M. Cools. - Je demande la parole contre la clôture, afin de motiver mon vote et de présenter une observation qui doit être nécessairement présentée pour que la chambre se pénétre bien des conséquences d'un vote approbatif de la loi. Je demande à faire cette observation et je crois en avoir le droit, car j'étais inscrit quand M. le ministre des finances a pris mon tour de parole. Je m'engage, du reste, à me restreindre dans cette seule observation.

- La discussion est close.

Discussion des articles

Article premier

L'article premier est ainsi conçu :

« Art. 1er.
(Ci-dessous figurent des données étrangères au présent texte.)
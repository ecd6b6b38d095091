//! Trends view rendering.
//!
//! Shows the current insight, three summary cards and a heart-rate
//! sparkline across all records.

use ratatui::{
    layout::{Alignment, Constraint, Direction, Layout, Rect},
    style::{Modifier, Style},
    text::{Line, Span},
    widgets::{Block, Borders, Paragraph, Wrap},
    Frame,
};

use crate::app::App;
use crate::data::history::normalize_sparkline;
use crate::data::{VitalsData, REFERENCE_RANGE};

/// Sparkline characters (8 levels of height).
const SPARKLINE_CHARS: [char; 8] = ['▁', '▂', '▃', '▄', '▅', '▆', '▇', '█'];

/// Dataset name shown next to the chart.
const DATASET: &str = "Vitals_v1.0";

/// Render the Trends view.
pub fn render(frame: &mut Frame, app: &App, area: Rect) {
    let Some(ref data) = app.data else {
        if app.load_error.is_some() {
            render_connection_error(frame, app, area);
        } else {
            render_loading(frame, app, area);
        }
        return;
    };

    if data.is_empty() {
        render_empty(frame, app, area);
        return;
    }

    let chunks = Layout::default()
        .direction(Direction::Vertical)
        .constraints([
            Constraint::Length(3), // Insight bar
            Constraint::Length(6), // Cards
            Constraint::Min(5),    // Chart
        ])
        .split(area);

    render_insight(frame, app, data, chunks[0]);
    render_cards(frame, app, data, chunks[1]);
    render_chart(frame, app, data, chunks[2]);
}

fn render_insight(frame: &mut Frame, app: &App, data: &VitalsData, area: Rect) {
    let analysis = &data.analysis;
    let status = analysis.trend.status;
    let trend_style = app.theme.trend_style(status);

    let mut left = Vec::new();
    if let Some(icon) = status.icon() {
        left.push(Span::raw(format!("{} ", icon)));
    }
    left.push(Span::styled(
        "CURRENT INSIGHT: ",
        Style::default().add_modifier(Modifier::DIM),
    ));
    left.push(Span::styled(status.label(), trend_style));
    if let Some(delta) = analysis.trend.delta {
        left.push(Span::styled(
            format!(" ({:+.1} BPM)", delta),
            Style::default().add_modifier(Modifier::DIM),
        ));
    }

    let right = Line::from(vec![
        Span::styled("STABILITY SCORE: ", Style::default().add_modifier(Modifier::DIM)),
        Span::styled(
            analysis.stability.label(),
            app.theme.stability_style(analysis.stability),
        ),
        Span::raw(" "),
    ])
    .alignment(Alignment::Right);

    let block = Block::default()
        .borders(Borders::ALL)
        .border_type(app.theme.border_type)
        .border_style(Style::default().fg(app.theme.trend_color(status)));
    let inner = block.inner(area);
    frame.render_widget(block, area);

    frame.render_widget(Paragraph::new(Line::from(left)), inner);
    frame.render_widget(Paragraph::new(right), inner);
}

fn render_cards(frame: &mut Frame, app: &App, data: &VitalsData, area: Rect) {
    let analysis = &data.analysis;
    let columns = Layout::default()
        .direction(Direction::Horizontal)
        .constraints([
            Constraint::Ratio(1, 3),
            Constraint::Ratio(1, 3),
            Constraint::Ratio(1, 3),
        ])
        .split(area);

    let (low, high) = REFERENCE_RANGE;
    render_card(
        frame,
        app,
        columns[0],
        "MEAN HEART RATE",
        Line::from(vec![
            Span::styled(
                format!("{:.0}", analysis.mean_heart_rate),
                Style::default().fg(app.theme.highlight).add_modifier(Modifier::BOLD),
            ),
            Span::styled(" BPM", Style::default().add_modifier(Modifier::DIM)),
        ]),
        Line::from(vec![
            Span::raw("Reference Range: "),
            Span::styled(
                format!("{:.0}–{:.0} BPM", low, high),
                Style::default().fg(app.theme.good),
            ),
        ]),
    );

    render_card(
        frame,
        app,
        columns[1],
        "HIGH-RISK DETECTIONS",
        Line::from(Span::styled(
            analysis.high_risk_count.to_string(),
            Style::default().fg(app.theme.alert).add_modifier(Modifier::BOLD),
        )),
        Line::from("Total elevated risk flags"),
    );

    render_card(
        frame,
        app,
        columns[2],
        "TOTAL ASSESSMENTS",
        Line::from(Span::styled(
            analysis.total_records.to_string(),
            Style::default().add_modifier(Modifier::BOLD),
        )),
        Line::from("Verified longitudinal scans"),
    );
}

fn render_card(
    frame: &mut Frame,
    app: &App,
    area: Rect,
    title: &str,
    value: Line<'_>,
    caption: Line<'_>,
) {
    let block = Block::default()
        .title(format!(" {} ", title))
        .borders(Borders::ALL)
        .border_type(app.theme.border_type)
        .border_style(Style::default().fg(app.theme.border));

    let lines = vec![
        Line::from(""),
        value,
        caption.style(Style::default().add_modifier(Modifier::DIM)),
    ];
    let paragraph = Paragraph::new(lines)
        .block(block)
        .alignment(Alignment::Center);
    frame.render_widget(paragraph, area);
}

fn render_chart(frame: &mut Frame, app: &App, data: &VitalsData, area: Rect) {
    let period = data
        .period()
        .map(|(from, to)| format!("{} - {}", from, to))
        .unwrap_or_default();
    let title = format!(
        " Heart Rate Propagation • DATASET: {} • PERIOD: {} ",
        DATASET, period
    );

    let block = Block::default()
        .title(title)
        .borders(Borders::ALL)
        .border_type(app.theme.border_type)
        .border_style(Style::default().fg(app.theme.border));
    let inner = block.inner(area);
    frame.render_widget(block, area);

    let series = data.heart_rate_series();
    let width = inner.width.saturating_sub(2) as usize;
    let mut lines = Vec::new();

    if series.len() < 2 {
        lines.push(Line::from(Span::styled(
            " Not enough readings to chart",
            Style::default().add_modifier(Modifier::DIM),
        )));
    } else {
        let (min, max) = series
            .iter()
            .fold((f64::INFINITY, f64::NEG_INFINITY), |(lo, hi), &v| (lo.min(v), hi.max(v)));
        lines.push(Line::from(vec![
            Span::raw(" "),
            Span::styled(
                render_sparkline(&normalize_sparkline(&series), width),
                Style::default().fg(app.theme.highlight),
            ),
        ]));
        lines.push(Line::from(Span::styled(
            format!(
                " {} readings, {:.0}–{:.0} BPM",
                series.len(),
                min,
                max
            ),
            Style::default().add_modifier(Modifier::DIM),
        )));
    }

    let refreshes = app.history.mean_sparkline();
    if !refreshes.is_empty() {
        lines.push(Line::from(""));
        lines.push(Line::from(vec![
            Span::styled(" Mean across refreshes ", Style::default().add_modifier(Modifier::DIM)),
            Span::raw(render_sparkline(&refreshes, width.saturating_sub(23))),
        ]));
    }

    frame.render_widget(Paragraph::new(lines), inner);
}

/// Render levels as sparkline characters, keeping the most recent values
/// that fit in `width`.
fn render_sparkline(levels: &[u8], width: usize) -> String {
    let skip = levels.len().saturating_sub(width);
    levels[skip..]
        .iter()
        .map(|&v| SPARKLINE_CHARS[v.min(7) as usize])
        .collect()
}

fn render_loading(frame: &mut Frame, app: &App, area: Rect) {
    render_centered(
        frame,
        app,
        area,
        vec![
            Line::from(""),
            Line::from(Span::styled(
                "Initializing Health Analytics...",
                Style::default().add_modifier(Modifier::BOLD),
            )),
        ],
        app.theme.border,
    );
}

fn render_connection_error(frame: &mut Frame, app: &App, area: Rect) {
    let mut lines = vec![
        Line::from(""),
        Line::from(Span::styled(
            "Connection Interrupted",
            Style::default().fg(app.theme.alert).add_modifier(Modifier::BOLD),
        )),
        Line::from("Unable to synchronize with medical records."),
    ];
    if let Some(ref err) = app.load_error {
        lines.push(Line::from(""));
        lines.push(Line::from(Span::styled(
            err.clone(),
            Style::default().add_modifier(Modifier::DIM),
        )));
    }
    render_centered(frame, app, area, lines, app.theme.alert);
}

fn render_empty(frame: &mut Frame, app: &App, area: Rect) {
    render_centered(
        frame,
        app,
        area,
        vec![
            Line::from(""),
            Line::from(Span::styled(
                "No Records Found",
                Style::default().add_modifier(Modifier::BOLD),
            )),
            Line::from(Span::styled(
                "Perform an AI analysis to begin tracking trends.",
                Style::default().add_modifier(Modifier::DIM),
            )),
            Line::from(""),
            Line::from(Span::styled(
                "Run `eye2heart analyze --image <file>` to add one.",
                Style::default().fg(app.theme.muted),
            )),
        ],
        app.theme.border,
    );
}

fn render_centered(
    frame: &mut Frame,
    app: &App,
    area: Rect,
    lines: Vec<Line<'_>>,
    border: ratatui::style::Color,
) {
    let block = Block::default()
        .title(" Vitals Trends ")
        .borders(Borders::ALL)
        .border_type(app.theme.border_type)
        .border_style(Style::default().fg(border));

    let paragraph = Paragraph::new(lines)
        .block(block)
        .alignment(Alignment::Center)
        .wrap(Wrap { trim: true });
    frame.render_widget(paragraph, area);
}

#[cfg(test)]
mod tests {
    use super::*;

    #[test]
    fn test_render_sparkline_keeps_latest() {
        assert_eq!(render_sparkline(&[0, 3, 7], 8), "▁▄█");
        assert_eq!(render_sparkline(&[0, 3, 7], 2), "▄█");
        assert_eq!(render_sparkline(&[], 4), "");
    }
}
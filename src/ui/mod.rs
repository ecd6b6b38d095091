//! Terminal UI rendering using ratatui.
//!
//! Each view is implemented in its own submodule with a `render` function.
//!
//! ## Submodules
//!
//! - [`trends`]: Insight bar, summary cards and heart-rate sparkline
//! - [`history`]: Sortable, filterable diagnostic history table
//! - [`common`]: Shared components (header, tabs, status bar, help overlay)
//! - [`theme`]: Light/dark theme support with terminal auto-detection
//!
//! ## Rendering Architecture
//!
//! ```text
//! ┌──────────────────────────────────────┐
//! │ Header (common::render_header)       │
//! ├──────────────────────────────────────┤
//! │ Tabs (common::render_tabs)           │
//! ├──────────────────────────────────────┤
//! │                                      │
//! │ View Content                         │
//! │ (trends/history::render)             │
//! │                                      │
//! ├──────────────────────────────────────┤
//! │ Status Bar (common::render_status)   │
//! └──────────────────────────────────────┘
//!         ↑
//!    Overlay rendered on top:
//!    - common::render_help
//! ```

pub mod common;
pub mod history;
pub mod theme;
pub mod trends;

pub use history::SortColumn;
pub use theme::Theme;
Sont exempts des droits d'enregistrement et d'hypothèque, les actes et jugements qui ont eu pour objet de procurer à l'Etat les garanties exigées par lui pour le recouvrement des sommes prêtéesà la société anonyme dite Banque de Belgique, en exécution de la loi du 1er janvier 1839.

« Les droits qui ont été acquittés pour ces actes et jugements seront restitués, mais sous retenue des frais ordinaires de régie et de perception. »

- Plusieurs membres. - L'appel nominal !

- Il est procédé à l'appel nominal.

En voici le résultat :

69 membres ont répondu à l'appel.

28 membres ont répondu oui.

41 membres ont répondu non.

En conséquence, l'article premier n'est pas adopté et le projet de loi tombe.

Ont répondu oui : MM. Osy, Prévinaire, Rogier, Tesch, T'Kint de Naeyer, Van Hoorebeke, Van Iseghem, Veydt, Vilain XIIII, Anspach, Cans, de Liedekerke, de Mérode-Westerloo, de Pitteurs, De Pouhon, Desoer, de Theux, Devaux, Dumont (Guillaume), Frère-Orban, Jacques, Lebeau, Lesoinne, Malou, Mascart, Mercier, Moncheur et Verhaegen.

Ont répondu non : MM. Peers, Pirmez, Roussel (Adolphe), Rousselle (Charles), Thiéfry, Tremouroux, Van Cleemputte, Vanden Branden de Reeth, Vandenpeereboom (Alphonse), Vandenpeereboom (Ernest), Van Grootven, Vermeire, Visart, Allard, Ansiau, Boulez, Bruneau, Clep, Cools, Coomans, Cumont, Dautrebande, David, de Baillet (Hyacinthe), de Haerne, de La Coste, Delfosse, Deliége, de Man d'Attenrode, de Meester, de Mérode (Félix), de Perceval, de Renesse, Dumortier, Julliot, le Bailly de Tilleghem, Manilius, Moreau, Moxhon, Orban et Orts.

Motion d’ordre

Décès du président du sénat

M. le président. - J'ai reçu une lettre de M. de Renesse, vice-président du sénat, faisant part à la chambre de la mort de M. Dumon-Dumortier et annonçant que le sénat se rendra en corps aux obsèques de son président qui auront lieu samedi à Tournay.

La chambre a déjà nommé une députation qui sera présidée par son président pour assister à cette cérémonie. Le départ aura lieu samedi à 7 heures 3 quarts du matin de la station du Midi. Les membres qui voudront s'adjoindre à la députation sont priés de se faire inscrire la veille pour qu'on puisse prendre des mesures en conséquence.

- La chambre décide qu'elle n'aura pas de séance samedi. La séance est levée à 4 heures 3/4.